Voted on yes, based on a pack of lies, a complete fiction put forward by Blair and Campbell, just because Blair had promised his support to Bush.

How they never got done for misleading parliament is beyond me compared to recent goings on.

So, I therefore, reject that caveat to your question.
It wasn’t that simple - Iain Duncan Smith strongly supported it, because of his links to US neo-Cons, and dragged the Party along with him.

https://www.spectator.co.uk/article/...acked-the-war/

Quote:
Why, then, did traditional Tory scepticism fail to make an impact at Westminster? The main reason was that any change in party policy was impossible under the current leadership. As shadow defence secretary in the late 1990s, IDS had developed close contacts with neoconservative think-tanks in the US, whose blueprint for a new American security policy has since been adopted by the Bush administration. Their chief concern was the proliferation of weapons of mass destruction and the need to take pre-emptive action to ensure that they did not fall into the hands of rogue states and terrorist organisations. IDS shared these concerns. He made his first speech warning of the dangers of WMDs in 1995, and subsequently wrote about the risks in a pamphlet published in 2000 that was reissued in 2002. Indeed, IDS had been talking about the need to tackle Iraq long before 11 September.

Given his track record on the issue, IDS could hardly do anything other than take a hawkish line on Iraq.

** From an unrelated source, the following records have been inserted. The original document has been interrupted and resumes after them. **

//! Batch preview and restore of a target at a point in time.

use chrono::{DateTime, Utc};
use futures::stream::{self, StreamExt};
use std::future::Future;
use std::sync::Arc;
use std::time::Duration;
use tokio::time::Instant;
use tokio_util::sync::CancellationToken;

use crate::config::RewindConfig;
use crate::error::RewindResult;
use crate::history::{PathWalker, PointInTimeResolver, VersionHistoryFetcher};
use crate::restore::RestoreExecutor;
use crate::traits::{LiveStore, VersionedStore};
use crate::types::{
    BatchReport, KeyFailure, PreviewRow, ResolvedState, RestoreOutcome, RestoreRow, Target,
};

/// Entry point for point-in-time queries and restores.
///
/// The target is walked once; each key is then fetched, resolved and
/// optionally written independently, up to `max_concurrency` keys at a time.
/// A failing key gets a failed row. A fatal error aborts the batch.
pub struct RestoreEngine {
    config: RewindConfig,
    walker: PathWalker,
    fetcher: VersionHistoryFetcher,
    executor: RestoreExecutor,
}

impl RestoreEngine {
    /// Create a new engine over the given stores.
    pub fn new(
        config: RewindConfig,
        versioned: Arc<dyn VersionedStore>,
        live: Arc<dyn LiveStore>,
    ) -> RewindResult<Self> {
        config.validate()?;
        Ok(Self {
            walker: PathWalker::new(versioned.clone(), &config),
            fetcher: VersionHistoryFetcher::new(versioned, &config),
            executor: RestoreExecutor::new(live, &config),
            config,
        })
    }

    /// The engine's configuration.
    pub fn config(&self) -> &RewindConfig {
        &self.config
    }

    /// Resolve a single key at `at`, fetching the body only for the winning version.
    pub async fn resolve_key(&self, key: &str, at: DateTime<Utc>) -> RewindResult<ResolvedState> {
        let history = self.fetcher.fetch(key).await?;
        let resolution = PointInTimeResolver::resolve(&history, at);
        let body = match resolution.version() {
            Some(record) => Some(self.fetcher.fetch_body(record).await?),
            None => None,
        };
        Ok(resolution.into_state(key, body))
    }

    /// Report the state of every key under `target` at `at`.
    pub async fn resolve(
        &self,
        target: &Target,
        at: DateTime<Utc>,
        recurse: bool,
    ) -> RewindResult<BatchReport<PreviewRow>> {
        self.resolve_with_cancel(target, at, recurse, CancellationToken::new())
            .await
    }

    /// Like [`resolve`](Self::resolve), stopping early when `cancel` fires.
    pub async fn resolve_with_cancel(
        &self,
        target: &Target,
        at: DateTime<Utc>,
        recurse: bool,
        cancel: CancellationToken,
    ) -> RewindResult<BatchReport<PreviewRow>> {
        tracing::info!("Previewing {} at {} (recurse={})", target, at, recurse);
        self.run_batch(target, recurse, cancel, |key| async move {
            match self.resolve_key(&key, at).await {
                Ok(state) => Ok(self.executor.preview(&state)),
                Err(err) if err.is_fatal() => Err(err),
                Err(err) => {
                    tracing::warn!("Failed to resolve {}: {}", key, err);
                    Ok(PreviewRow::failed(key, KeyFailure::from(&err)))
                }
            }
        })
        .await
    }

    /// Write the state of every key under `target` at `at` back to the live store.
    pub async fn apply(
        &self,
        target: &Target,
        at: DateTime<Utc>,
        recurse: bool,
    ) -> RewindResult<BatchReport<RestoreRow>> {
        self.apply_with_cancel(target, at, recurse, CancellationToken::new())
            .await
    }

    /// Like [`apply`](Self::apply), stopping early when `cancel` fires.
    ///
    /// Keys already written stay written; the report lists them.
    pub async fn apply_with_cancel(
        &self,
        target: &Target,
        at: DateTime<Utc>,
        recurse: bool,
        cancel: CancellationToken,
    ) -> RewindResult<BatchReport<RestoreRow>> {
        tracing::info!("Restoring {} to {} (recurse={})", target, at, recurse);
        let report = self
            .run_batch(target, recurse, cancel, |key| async move {
                let outcome = match self.resolve_key(&key, at).await {
                    Ok(state) => self.executor.restore(&state).await?,
                    Err(err) if err.is_fatal() => return Err(err),
                    Err(err) => {
                        tracing::warn!("Failed to resolve {}: {}", key, err);
                        RestoreOutcome::Failed(KeyFailure::from(&err))
                    }
                };
                Ok(RestoreRow { key, outcome })
            })
            .await?;

        let restored = report.rows.iter().filter(|r| r.is_restored()).count();
        let failed = report.rows.iter().filter(|r| r.is_failed()).count();
        tracing::info!(
            "Restore of {}: {} restored, {} skipped, {} failed",
            target,
            restored,
            report.rows.len() - restored - failed,
            failed
        );
        Ok(report)
    }

    async fn run_batch<T, F, Fut>(
        &self,
        target: &Target,
        recurse: bool,
        cancel: CancellationToken,
        per_key: F,
    ) -> RewindResult<BatchReport<T>>
    where
        F: Fn(String) -> Fut,
        Fut: Future<Output = RewindResult<T>>,
    {
        let deadline = self
            .config
            .batch_timeout_secs
            .map(|secs| Instant::now() + Duration::from_secs(secs));

        let keys = tokio::select! {
            biased;
            _ = cancel.cancelled() => {
                tracing::warn!("Batch for {} cancelled while walking", target);
                return Ok(interrupted(Vec::new(), 0));
            }
            _ = expired(deadline) => {
                tracing::warn!("Batch for {} timed out while walking", target);
                return Ok(interrupted(Vec::new(), 0));
            }
            keys = self.walker.walk(target, recurse) => keys?,
        };

        let total_keys = keys.len();
        tracing::debug!("{} keys under {}", total_keys, target);

        let mut results = stream::iter(keys)
            .map(|key| per_key(key))
            .buffer_unordered(self.config.max_concurrency);
        let mut rows = Vec::with_capacity(total_keys);

        loop {
            tokio::select! {
                biased;
                _ = cancel.cancelled() => {
                    tracing::warn!("Batch for {} cancelled after {}/{} keys", target, rows.len(), total_keys);
                    return Ok(interrupted(rows, total_keys));
                }
                _ = expired(deadline) => {
                    tracing::warn!("Batch for {} timed out after {}/{} keys", target, rows.len(), total_keys);
                    return Ok(interrupted(rows, total_keys));
                }
                next = results.next() => match next {
                    Some(row) => rows.push(row?),
                    None => break,
                },
            }
        }

        Ok(BatchReport {
            rows,
            interrupted: false,
            total_keys,
        })
    }
}

fn interrupted<T>(rows: Vec<T>, total_keys: usize) -> BatchReport<T> {
    BatchReport {
        rows,
        interrupted: true,
        total_keys,
    }
}

async fn expired(deadline: Option<Instant>) {
    match deadline {
        Some(deadline) => tokio::time::sleep_until(deadline).await,
        None => std::future::pending().await,
    }
}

Nor was there much attempt by his colleagues in the shadow Cabinet to persuade him to tone down his rhetoric. According to one shadow Cabinet member, Iraq was regularly discussed but at no stage did anyone express strong reservations over the policy. Outside the shadow Cabinet, a number of junior frontbench spokesmen did express reservations – indeed, four were to quit – but the shadow Cabinet itself was comfortable with the policy. Nor was there much resistance offered in the 1922 Committee, dismissed by many MPs as ‘virtually defunct’. About 25 MPs, many of whom were critical of party policy, turned up to hear IDS speak at a meeting in September 2002, but there was little consensus over what alternative strategy the party might credibly pursue. Indeed, Tory opponents of the war refused to do what Labour opponents were doing and organise themselves to lobby their colleagues. Nobody wanted to be accused of engineering party splits.

Meanwhile, the leadership went out of its way to win over doubters. Throughout February and March, the shadow Foreign Office team of Michael Ancram and Alan Duncan (who struggled to overcome his own reservations about the party’s hardline stance) held a weekly meeting to discuss the policy with backbench MPs. Bernard Jenkin, the shadow defence spokesman and, along with IDS, by far the most hawkish member of the shadow Cabinet, also spoke to waverers. At the same time, the whips mounted a successful operation to bring doubters into line.